Перечитывая эту сагу, Сьюзен любопытствует – в свете ли позднейшего времени этот промежуток кажется столь тоскливым, или он действительно таким был. Насколько темными были «темные века»? Она исправно задавалась этим вопросом. Сага отмечает перемену в Эдварде. Нервный и ядовитый, раздражительный, ироничный дальше некуда. Странные неприятные шутки. Читая газету, он глумился над политиками, авторами писем в редакцию, колумнистами, экспертами. Критиковал и высмеивал ее коллег, как бы не совсем отождествляя ее с ними.

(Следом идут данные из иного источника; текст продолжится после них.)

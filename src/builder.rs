//! Helpers for assembling syntax trees without a parser
//!
//! Every node gets `Span::default()`; use [`Statement::with_span`] where a
//! location matters.

use std::rc::Rc;

use crate::ast::*;
use crate::value::JsString;

fn span() -> Span {
    Span::default()
}

pub fn identifier(name: &str) -> Identifier {
    Identifier {
        name: JsString::from(name),
        span: span(),
    }
}

// ============ PROGRAMS ============

pub fn program(body: Vec<Statement>) -> Program {
    Program::new(body, false)
}

pub fn strict_program(body: Vec<Statement>) -> Program {
    Program::new(body, true)
}

// ============ EXPRESSIONS ============

fn literal(value: LiteralValue) -> Expression {
    Expression::Literal(LiteralExpression {
        value,
        span: span(),
    })
}

pub fn num(n: f64) -> Expression {
    literal(LiteralValue::Number(n))
}

pub fn str_(s: &str) -> Expression {
    literal(LiteralValue::String(JsString::from(s)))
}

pub fn bool_(b: bool) -> Expression {
    literal(LiteralValue::Boolean(b))
}

pub fn null() -> Expression {
    literal(LiteralValue::Null)
}

pub fn undefined() -> Expression {
    literal(LiteralValue::Undefined)
}

pub fn ident(name: &str) -> Expression {
    Expression::Identifier(identifier(name))
}

pub fn this() -> Expression {
    Expression::This(span())
}

pub fn object(properties: Vec<ObjectProperty>) -> Expression {
    Expression::Object(ObjectExpression {
        properties,
        span: span(),
    })
}

pub fn prop(name: &str, value: Expression) -> ObjectProperty {
    ObjectProperty {
        key: PropertyName::Identifier(JsString::from(name)),
        value,
        method: false,
        span: span(),
    }
}

/// Method shorthand `name() { ... }`
pub fn method(name: &str, function: Rc<FunctionNode>) -> ObjectProperty {
    ObjectProperty {
        key: PropertyName::Identifier(JsString::from(name)),
        value: Expression::Function(function),
        method: true,
        span: span(),
    }
}

pub fn param(name: &str) -> FunctionParam {
    FunctionParam {
        name: identifier(name),
        default: None,
        span: span(),
    }
}

pub fn param_default(name: &str, default: Expression) -> FunctionParam {
    FunctionParam {
        name: identifier(name),
        default: Some(default),
        span: span(),
    }
}

/// `function name(params) { body }`
pub fn function(
    name: Option<&str>,
    params: Vec<FunctionParam>,
    body: Vec<Statement>,
) -> Rc<FunctionNode> {
    Rc::new(FunctionNode::new(
        name.map(identifier),
        params,
        FunctionBody::Block(StatementList::new(body)),
        span(),
    ))
}

/// Function whose body starts with "use strict"
pub fn strict_function(
    name: Option<&str>,
    params: Vec<FunctionParam>,
    body: Vec<Statement>,
) -> Rc<FunctionNode> {
    let mut node = FunctionNode::new(
        name.map(identifier),
        params,
        FunctionBody::Block(StatementList::new(body)),
        span(),
    );
    node.strict = true;
    Rc::new(node)
}

/// `function* name(params) { body }`
pub fn generator(
    name: Option<&str>,
    params: Vec<FunctionParam>,
    body: Vec<Statement>,
) -> Rc<FunctionNode> {
    let mut node = FunctionNode::new(
        name.map(identifier),
        params,
        FunctionBody::Block(StatementList::new(body)),
        span(),
    );
    node.generator = true;
    Rc::new(node)
}

/// `(params) => { body }`
pub fn arrow(params: Vec<FunctionParam>, body: Vec<Statement>) -> Rc<FunctionNode> {
    let mut node = FunctionNode::new(
        None,
        params,
        FunctionBody::Block(StatementList::new(body)),
        span(),
    );
    node.arrow = true;
    Rc::new(node)
}

/// `(params) => expr`
pub fn arrow_expr(params: Vec<FunctionParam>, body: Expression) -> Rc<FunctionNode> {
    let mut node = FunctionNode::new(
        None,
        params,
        FunctionBody::Expression(Box::new(body)),
        span(),
    );
    node.arrow = true;
    Rc::new(node)
}

pub fn func_expr(function: Rc<FunctionNode>) -> Expression {
    Expression::Function(function)
}

pub fn class(
    name: Option<&str>,
    super_class: Option<Expression>,
    constructor: Option<Rc<FunctionNode>>,
    methods: Vec<ClassMethod>,
) -> Rc<ClassNode> {
    Rc::new(ClassNode {
        id: name.map(identifier),
        super_class: super_class.map(Box::new),
        constructor,
        methods,
        span: span(),
    })
}

pub fn class_method(name: &str, function: Rc<FunctionNode>) -> ClassMethod {
    ClassMethod {
        key: JsString::from(name),
        value: function,
        static_: false,
        span: span(),
    }
}

pub fn static_method(name: &str, function: Rc<FunctionNode>) -> ClassMethod {
    ClassMethod {
        key: JsString::from(name),
        value: function,
        static_: true,
        span: span(),
    }
}

pub fn class_expr(class: Rc<ClassNode>) -> Expression {
    Expression::Class(class)
}

pub fn call(callee: Expression, arguments: Vec<Expression>) -> Expression {
    Expression::Call(CallExpression {
        callee: Box::new(callee),
        arguments,
        span: span(),
    })
}

pub fn new_(callee: Expression, arguments: Vec<Expression>) -> Expression {
    Expression::New(NewExpression {
        callee: Box::new(callee),
        arguments,
        span: span(),
    })
}

fn member_expression(object: Expression, property: MemberProperty) -> MemberExpression {
    MemberExpression {
        object: Box::new(object),
        property,
        span: span(),
    }
}

/// `object.name`
pub fn member(object: Expression, name: &str) -> Expression {
    Expression::Member(member_expression(
        object,
        MemberProperty::Identifier(JsString::from(name)),
    ))
}

/// `object[key]`
pub fn index(object: Expression, key: Expression) -> Expression {
    Expression::Member(member_expression(object, MemberProperty::Computed(Box::new(key))))
}

/// `object.name(args)`
pub fn call_method(object: Expression, name: &str, arguments: Vec<Expression>) -> Expression {
    call(member(object, name), arguments)
}

pub fn super_call(arguments: Vec<Expression>) -> Expression {
    Expression::SuperCall(SuperCallExpression {
        arguments,
        span: span(),
    })
}

pub fn super_member(name: &str) -> Expression {
    Expression::SuperMember(SuperMemberExpression {
        property: MemberProperty::Identifier(JsString::from(name)),
        span: span(),
    })
}

pub fn unary(op: UnaryOp, argument: Expression) -> Expression {
    Expression::Unary(UnaryExpression {
        op,
        argument: Box::new(argument),
        span: span(),
    })
}

pub fn not(argument: Expression) -> Expression {
    unary(UnaryOp::Not, argument)
}

pub fn typeof_(argument: Expression) -> Expression {
    unary(UnaryOp::Typeof, argument)
}

pub fn binary(op: BinaryOp, left: Expression, right: Expression) -> Expression {
    Expression::Binary(BinaryExpression {
        op,
        left: Box::new(left),
        right: Box::new(right),
        span: span(),
    })
}

pub fn add(left: Expression, right: Expression) -> Expression {
    binary(BinaryOp::Add, left, right)
}

pub fn sub(left: Expression, right: Expression) -> Expression {
    binary(BinaryOp::Sub, left, right)
}

pub fn mul(left: Expression, right: Expression) -> Expression {
    binary(BinaryOp::Mul, left, right)
}

pub fn lt(left: Expression, right: Expression) -> Expression {
    binary(BinaryOp::Lt, left, right)
}

pub fn gt(left: Expression, right: Expression) -> Expression {
    binary(BinaryOp::Gt, left, right)
}

pub fn strict_eq(left: Expression, right: Expression) -> Expression {
    binary(BinaryOp::StrictEq, left, right)
}

pub fn instanceof(left: Expression, right: Expression) -> Expression {
    binary(BinaryOp::Instanceof, left, right)
}

pub fn logical(op: LogicalOp, left: Expression, right: Expression) -> Expression {
    Expression::Logical(LogicalExpression {
        op,
        left: Box::new(left),
        right: Box::new(right),
        span: span(),
    })
}

pub fn cond(test: Expression, consequent: Expression, alternate: Expression) -> Expression {
    Expression::Conditional(ConditionalExpression {
        test: Box::new(test),
        consequent: Box::new(consequent),
        alternate: Box::new(alternate),
        span: span(),
    })
}

pub fn sequence(expressions: Vec<Expression>) -> Expression {
    Expression::Sequence(SequenceExpression {
        expressions,
        span: span(),
    })
}

/// Assignment target for a plain name
pub fn target(name: &str) -> AssignmentTarget {
    AssignmentTarget::Identifier(identifier(name))
}

/// Assignment target `object.name`
pub fn member_target(object: Expression, name: &str) -> AssignmentTarget {
    AssignmentTarget::Member(member_expression(
        object,
        MemberProperty::Identifier(JsString::from(name)),
    ))
}

pub fn assign_op(op: AssignmentOp, target: AssignmentTarget, value: Expression) -> Expression {
    Expression::Assignment(AssignmentExpression {
        op,
        target,
        value: Box::new(value),
        span: span(),
    })
}

/// `name = value`
pub fn assign(name: &str, value: Expression) -> Expression {
    assign_op(AssignmentOp::Assign, target(name), value)
}

/// `object.name = value`
pub fn assign_member(object: Expression, name: &str, value: Expression) -> Expression {
    assign_op(AssignmentOp::Assign, member_target(object, name), value)
}

/// `name += value`
pub fn add_assign(name: &str, value: Expression) -> Expression {
    assign_op(AssignmentOp::AddAssign, target(name), value)
}

/// `name++`
pub fn increment(name: &str) -> Expression {
    Expression::Update(UpdateExpression {
        op: UpdateOp::Increment,
        prefix: false,
        target: target(name),
        span: span(),
    })
}

pub fn yield_(argument: Expression) -> Expression {
    Expression::Yield(YieldExpression {
        argument: Some(Box::new(argument)),
        span: span(),
    })
}

/// Bare `yield`
pub fn yield_none() -> Expression {
    Expression::Yield(YieldExpression {
        argument: None,
        span: span(),
    })
}

// ============ STATEMENTS ============

pub fn expr_stmt(expression: Expression) -> Statement {
    Statement::Expression(ExpressionStatement {
        expression,
        span: span(),
    })
}

fn declaration(kind: VariableKind, name: &str, init: Option<Expression>) -> VariableDeclaration {
    VariableDeclaration {
        kind,
        declarations: vec![VariableDeclarator {
            id: identifier(name),
            init,
            span: span(),
        }],
        span: span(),
    }
}

pub fn var_(name: &str, init: Option<Expression>) -> Statement {
    Statement::VariableDeclaration(declaration(VariableKind::Var, name, init))
}

pub fn let_(name: &str, init: Option<Expression>) -> Statement {
    Statement::VariableDeclaration(declaration(VariableKind::Let, name, init))
}

pub fn const_(name: &str, init: Expression) -> Statement {
    Statement::VariableDeclaration(declaration(VariableKind::Const, name, Some(init)))
}

pub fn fn_decl(function: Rc<FunctionNode>) -> Statement {
    Statement::FunctionDeclaration(function)
}

pub fn class_decl(class: Rc<ClassNode>) -> Statement {
    Statement::ClassDeclaration(class)
}

fn block_statement(body: Vec<Statement>) -> BlockStatement {
    BlockStatement {
        body: StatementList::new(body),
        span: span(),
    }
}

pub fn block(body: Vec<Statement>) -> Statement {
    Statement::Block(block_statement(body))
}

pub fn empty() -> Statement {
    Statement::Empty(span())
}

pub fn if_(test: Expression, consequent: Statement, alternate: Option<Statement>) -> Statement {
    Statement::If(IfStatement {
        test,
        consequent: Box::new(consequent),
        alternate: alternate.map(Box::new),
        span: span(),
    })
}

pub fn while_(test: Expression, body: Statement) -> Statement {
    Statement::While(WhileStatement {
        test,
        body: Box::new(body),
        span: span(),
    })
}

pub fn do_while(body: Statement, test: Expression) -> Statement {
    Statement::DoWhile(DoWhileStatement {
        body: Box::new(body),
        test,
        span: span(),
    })
}

pub fn for_var(name: &str, init: Expression) -> ForInit {
    ForInit::Variable(declaration(VariableKind::Var, name, Some(init)))
}

pub fn for_let(name: &str, init: Expression) -> ForInit {
    ForInit::Variable(declaration(VariableKind::Let, name, Some(init)))
}

pub fn for_(
    init: Option<ForInit>,
    test: Option<Expression>,
    update: Option<Expression>,
    body: Statement,
) -> Statement {
    Statement::For(ForStatement {
        init,
        test,
        update,
        body: Box::new(body),
        span: span(),
    })
}

pub fn labeled(label: &str, body: Statement) -> Statement {
    Statement::Labeled(LabeledStatement {
        label: identifier(label),
        body: Box::new(body),
        span: span(),
    })
}

pub fn break_() -> Statement {
    Statement::Break(BreakStatement {
        label: None,
        span: span(),
    })
}

pub fn break_label(label: &str) -> Statement {
    Statement::Break(BreakStatement {
        label: Some(identifier(label)),
        span: span(),
    })
}

pub fn continue_() -> Statement {
    Statement::Continue(ContinueStatement {
        label: None,
        span: span(),
    })
}

pub fn continue_label(label: &str) -> Statement {
    Statement::Continue(ContinueStatement {
        label: Some(identifier(label)),
        span: span(),
    })
}

pub fn return_(argument: Option<Expression>) -> Statement {
    Statement::Return(ReturnStatement {
        argument,
        span: span(),
    })
}

pub fn throw_(argument: Expression) -> Statement {
    Statement::Throw(ThrowStatement {
        argument,
        span: span(),
    })
}

fn try_statement(
    block: Vec<Statement>,
    handler: Option<(Option<&str>, Vec<Statement>)>,
    finalizer: Option<Vec<Statement>>,
) -> Statement {
    Statement::Try(TryStatement {
        block: block_statement(block),
        handler: handler.map(|(param, body)| CatchClause {
            param: param.map(identifier),
            body: block_statement(body),
            span: span(),
        }),
        finalizer: finalizer.map(block_statement),
        span: span(),
    })
}

/// `try { block } catch (param) { handler }`
pub fn try_catch(block: Vec<Statement>, param: Option<&str>, handler: Vec<Statement>) -> Statement {
    try_statement(block, Some((param, handler)), None)
}

/// `try { block } finally { finalizer }`
pub fn try_finally(block: Vec<Statement>, finalizer: Vec<Statement>) -> Statement {
    try_statement(block, None, Some(finalizer))
}

pub fn try_catch_finally(
    block: Vec<Statement>,
    param: Option<&str>,
    handler: Vec<Statement>,
    finalizer: Vec<Statement>,
) -> Statement {
    try_statement(block, Some((param, handler)), Some(finalizer))
}

pub fn case(test: Expression, consequent: Vec<Statement>) -> SwitchCase {
    SwitchCase {
        test: Some(test),
        consequent: StatementList::new(consequent),
        span: span(),
    }
}

pub fn default_case(consequent: Vec<Statement>) -> SwitchCase {
    SwitchCase {
        test: None,
        consequent: StatementList::new(consequent),
        span: span(),
    }
}

pub fn switch_(discriminant: Expression, cases: Vec<SwitchCase>) -> Statement {
    Statement::Switch(SwitchStatement {
        discriminant,
        cases,
        span: span(),
        scope: Default::default(),
    })
}

pub fn with_(object: Expression, body: Statement) -> Statement {
    Statement::With(WithStatement {
        object,
        body: Box::new(body),
        span: span(),
    })
}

По саге, он перестал говорить о писательстве. Удивительное дело, хотя Сьюзен и не помнит, чтобы удивлялась. Не было больше сетований и требований ее мнения. Он стал скрытен и даже не признавался, что у себя кабинете по-прежнему пишет.

А вот о чем в саге нет ни слова, но Сьюзен теперь вспоминает: ее роман Эдвард обходил молчанием. Открыто он ее не винил. После заданных сразу же неуверенных вопросов – не просил объясниться. Избегал просить любви. Осторожничал, словно боялся ее.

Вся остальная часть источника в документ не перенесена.